Unlike Barclays bankers, no-one is paying me any bonuses, so earning money is nearly always on my mind. Will enough consultancy opportunities come in now that the economy spurns those of us on the outer edges of employment? Am I selling the farm produce effectively? Am I minimising inessential costs? And so on. I'm not the only one to be preoccupied in this way (although I'm not about to lay my balance sheet out for you).
So when I read this story, the end of the farming game for Rosie Boycott, I had cause, yet again, to stop and think - is it possible to farm on a small scale and not subsidise it from other earnings?
Possibly, possibly, but only with some major caveats:
  1. Small scale will never cover the mortgage payments, so live in a caravan, a hovel, a cave, under the stars, or buy outright with the moolah from some previous existence.
  2. It will never pay you a wage, but you may be lucky enough to live in a way and in a place that minimises expenditure (just don't go wearing any holes in your jeans, and don't forget you can't pay your Council Tax in beans or the water bill with eggs).
  3. It will certainly never allow you to pay someone else a wage (I think that's where Rosie went wrong), and because of this...
  4. ...it's a full-time thing; even when you're doing something else to earn some cash, farm necessities must be dealt with - life and death and welfare issues can't wait until it's more convenient - the farm dictates, not the diary.
  5. Some daft bugger desperate for short term cash will try to undercut you all the time - stick to your guns and prices or you really will be heading for doom and gloom, subsidising other people's lifestyles and choking on it.
  6. It's a business, not a flaky hobby. That might mean registering for VAT, producing accounts, keeping records, analysing the finances, planning for the future, investing lots of time and appropriate amounts of money in the right places.
  7. There is a lot of capital outlay, even if, like us, you make a huge amount of stuff yourself. You need equipment, tools (from a sledge hammer to a welder), almost certainly a tractor, animal handling facilities, animal shelter(s), the list goes on.
  8. Work out how much stock you and your land can handle - all kinds of grief comes from overstocking (disease, exhausted fields, huge feed bills to make up for the lack of grass), and other grief comes from having more on your plate than you can cope with.
  9. Don't fanny around being precious about farming subsidies - if you're eligible, get those papers in - you can't afford not to.
  10. If you want a hobby rather than a business, smallholding is great, but if that's your limit, stick to producing enough for yourself and one or two friends...and leave it at that.
I am so far from getting this right; I'm learning all the time, and moving cautiously. But I do know, for example, after two years of keeping records, that selling fertile hatching eggs really does cover all the poultry feed bills, provides us with meat, eggs and entertainment, and produces the kind of surplus that matches the costs of their breeding, fencing and housing (just), but it's very time intensive. I know that it's not yet the moment to invest in a second breeding sow, and that the notion of cows has to be parked. Having increased the flock I don't know if I will be able to sell all my fabulous lamb boxes direct to discerning carnivores this autumn, but I do know how much the abattoir will pay for them as a second best resort. I know that I can't afford to pass my wool through the British Wool Marketing Board any longer and that I have to market my fleeces directly to spinners and weavers.
But the biggest caveat of all is that you have to see the point of it, because you will be spending 24 hours a day at it.

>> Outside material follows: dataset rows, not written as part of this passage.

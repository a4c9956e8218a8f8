//! Unix socket transport tests: handshake, chat round trip, resume.

use std::sync::Arc;
use std::time::Duration;

use async_trait::async_trait;
use bytes::Bytes;
use concierge_core::completion::{CompletionBackend, CompletionError, CompletionOutput};
use concierge_core::ipc::{self, ClientEvent, ServerEvent};
use concierge_core::models::{ToolSpec, Turn};
use concierge_core::{ConciergeConfig, HttpSchedulingClient};
use concierge_server::{server, ServerState};
use futures::{SinkExt, StreamExt};
use tokio::net::UnixStream;
use tokio::sync::broadcast;
use tokio_util::codec::{Framed, LengthDelimitedCodec};

struct EchoCompletion;

#[async_trait]
impl CompletionBackend for EchoCompletion {
    async fn complete(
        &self,
        _directive: &str,
        _history: &[Turn],
        input: Option<&str>,
        _tools: &[ToolSpec],
    ) -> Result<CompletionOutput, CompletionError> {
        Ok(CompletionOutput {
            text: format!("echo: {}", input.unwrap_or("welcome")),
            tool_calls: vec![],
        })
    }

    fn name(&self) -> &str {
        "echo"
    }
}

fn make_state() -> Arc<ServerState> {
    let mut config = ConciergeConfig::default();
    config.scheduling.api_key = Some("sched-key".into());
    config.scheduling.max_retries = 0;
    config.completion.api_key = Some("completion-key".into());
    let scheduling =
        HttpSchedulingClient::with_base_url(config.scheduling.clone(), "http://127.0.0.1:9".into()).unwrap();
    ServerState::from_parts(config, None, Arc::new(scheduling), Arc::new(EchoCompletion))
}

type Client = Framed<UnixStream, LengthDelimitedCodec>;

async fn connect(path: &std::path::Path) -> Client {
    // The listener binds asynchronously; retry briefly.
    for _ in 0..50 {
        if let Ok(stream) = UnixStream::connect(path).await {
            return Framed::new(stream, LengthDelimitedCodec::builder().little_endian().new_codec());
        }
        tokio::time::sleep(Duration::from_millis(20)).await;
    }
    panic!("socket never came up at {}", path.display());
}

async fn send(client: &mut Client, event: &ClientEvent) {
    let bytes = ipc::encode_msgpack(event).unwrap();
    client.send(Bytes::from(bytes)).await.unwrap();
}

async fn recv(client: &mut Client) -> ServerEvent {
    let frame = tokio::time::timeout(Duration::from_secs(5), client.next())
        .await
        .expect("timed out waiting for event")
        .expect("connection closed")
        .unwrap();
    ipc::decode_server_msgpack(&frame).unwrap()
}

/// Read until an event matches, returning it.
async fn recv_until(client: &mut Client, pred: impl Fn(&ServerEvent) -> bool) -> ServerEvent {
    loop {
        let event = recv(client).await;
        if pred(&event) {
            return event;
        }
    }
}

async fn session_id(client: &mut Client) -> String {
    match recv(client).await {
        ServerEvent::Session { session_id } => session_id,
        other => panic!("expected session event, got {other:?}"),
    }
}

// ===========================================================================
// TEST 1: hello without id mints a session; chat produces the event sequence
// ===========================================================================
#[tokio::test]
async fn test_hello_then_chat() {
    let dir = tempfile::tempdir().unwrap();
    let path = dir.path().join("concierge.sock");
    let (tx, _rx) = broadcast::channel(1);
    let state = make_state();
    let server_path = path.to_string_lossy().to_string();
    let handle = tokio::spawn({
        let state = state.clone();
        let shutdown = tx.subscribe();
        async move { server::run_unix_server(&server_path, state, shutdown).await }
    });

    let mut client = connect(&path).await;
    send(&mut client, &ClientEvent::Hello { session_id: None }).await;
    let sid = session_id(&mut client).await;
    assert!(!sid.is_empty());

    send(
        &mut client,
        &ClientEvent::Chat {
            message: "hello".into(),
            is_admin: false,
        },
    )
    .await;
    assert_eq!(recv(&mut client).await, ServerEvent::Typing { typing: true });
    match recv(&mut client).await {
        ServerEvent::Message { content, .. } => assert_eq!(content, "echo: hello"),
        other => panic!("expected message, got {other:?}"),
    }
    assert_eq!(recv(&mut client).await, ServerEvent::Typing { typing: false });
    match recv(&mut client).await {
        ServerEvent::Context { context } => assert_eq!(context.history.len(), 2),
        other => panic!("expected context, got {other:?}"),
    }

    let _ = tx.send(());
    handle.await.unwrap().unwrap();
    assert!(!path.exists(), "socket file removed on shutdown");
}

// ===========================================================================
// TEST 2: reconnecting with an issued id resumes the same context
// ===========================================================================
#[tokio::test]
async fn test_resume_session() {
    let dir = tempfile::tempdir().unwrap();
    let path = dir.path().join("concierge.sock");
    let (tx, _rx) = broadcast::channel(1);
    let state = make_state();
    let server_path = path.to_string_lossy().to_string();
    tokio::spawn({
        let state = state.clone();
        let shutdown = tx.subscribe();
        async move { server::run_unix_server(&server_path, state, shutdown).await }
    });

    let mut first = connect(&path).await;
    send(&mut first, &ClientEvent::Hello { session_id: None }).await;
    let sid = session_id(&mut first).await;
    send(
        &mut first,
        &ClientEvent::Chat {
            message: "hi".into(),
            is_admin: false,
        },
    )
    .await;
    recv_until(&mut first, |e| matches!(e, ServerEvent::Context { .. })).await;
    drop(first);

    let mut second = connect(&path).await;
    send(
        &mut second,
        &ClientEvent::Hello {
            session_id: Some(sid.clone()),
        },
    )
    .await;
    assert_eq!(session_id(&mut second).await, sid);

    send(&mut second, &ClientEvent::GetHistory {}).await;
    match recv_until(&mut second, |e| matches!(e, ServerEvent::History { .. })).await {
        ServerEvent::History { history } => assert_eq!(history.len(), 2),
        _ => unreachable!(),
    }

    let _ = tx.send(());
}

// ===========================================================================
// TEST 3: a first frame other than hello starts a fresh session and is handled
// ===========================================================================
#[tokio::test]
async fn test_first_frame_without_hello() {
    let dir = tempfile::tempdir().unwrap();
    let path = dir.path().join("concierge.sock");
    let (tx, _rx) = broadcast::channel(1);
    let state = make_state();
    let server_path = path.to_string_lossy().to_string();
    tokio::spawn({
        let state = state.clone();
        let shutdown = tx.subscribe();
        async move { server::run_unix_server(&server_path, state, shutdown).await }
    });

    let mut client = connect(&path).await;
    send(&mut client, &ClientEvent::GetContext {}).await;
    let sid = session_id(&mut client).await;
    match recv(&mut client).await {
        ServerEvent::Context { context } => assert!(context.is_empty()),
        other => panic!("expected context, got {other:?}"),
    }
    assert!(state.registry.is_connected(&sid));

    let _ = tx.send(());
}

// ===========================================================================
// TEST 4: undecodable frames produce an error event, connection stays up
// ===========================================================================
#[tokio::test]
async fn test_bad_frame_reports_error() {
    let dir = tempfile::tempdir().unwrap();
    let path = dir.path().join("concierge.sock");
    let (tx, _rx) = broadcast::channel(1);
    let state = make_state();
    let server_path = path.to_string_lossy().to_string();
    tokio::spawn({
        let state = state.clone();
        let shutdown = tx.subscribe();
        async move { server::run_unix_server(&server_path, state, shutdown).await }
    });

    let mut client = connect(&path).await;
    send(&mut client, &ClientEvent::Hello { session_id: None }).await;
    session_id(&mut client).await;

    client.send(Bytes::from_static(b"\xc1garbage")).await.unwrap();
    assert!(matches!(recv(&mut client).await, ServerEvent::Error { .. }));

    send(&mut client, &ClientEvent::GetHistory {}).await;
    assert!(matches!(recv(&mut client).await, ServerEvent::History { .. }));

    let _ = tx.send(());
}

Winchester whisperer said...

Keep up the good work, Mopsa!

Swearing Mother said...

Hey Mopsa, took your advice and cleared off to Devon for a bit.....can't really understand why I don't live there.

Need a farm-hand, cheap?

Mopsa said...

WW - don't know about it being good, but it's certainly for me!

SM - anytime you feel like getting mucky....

Scriptor Senex said...

Yours is the sort of lifestyle I admire. Not admire in the sense of want for myself but admire in the sense of appreciate the dedication and effort it involves. In many jobs a mistake or misjudgement is something that costs 'the firm' not the individual. In yours it all affects you directly. So may your judgements be good and and may you have the very best of luck for the future.